- About this task -
Return every line below exactly, without dropping any.

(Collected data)
● ● ●
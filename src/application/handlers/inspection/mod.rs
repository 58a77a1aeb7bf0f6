//! Inspection command handlers.

mod sign_inspection;
mod start_inspection;

pub use sign_inspection::{SignInspectionCommand, SignInspectionHandler};
pub use start_inspection::{StartInspectionCommand, StartInspectionHandler};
● ● ●
- Output of the exercise -
filename src/application/handlers/inspection/mod.rs
repository 58a77a1aeb7bf0f6
//! Inspection command handlers.

mod sign_inspection;
mod start_inspection;

pub use sign_inspection::{SignInspectionCommand, SignInspectionHandler};
pub use start_inspection::{StartInspectionCommand, StartInspectionHandler};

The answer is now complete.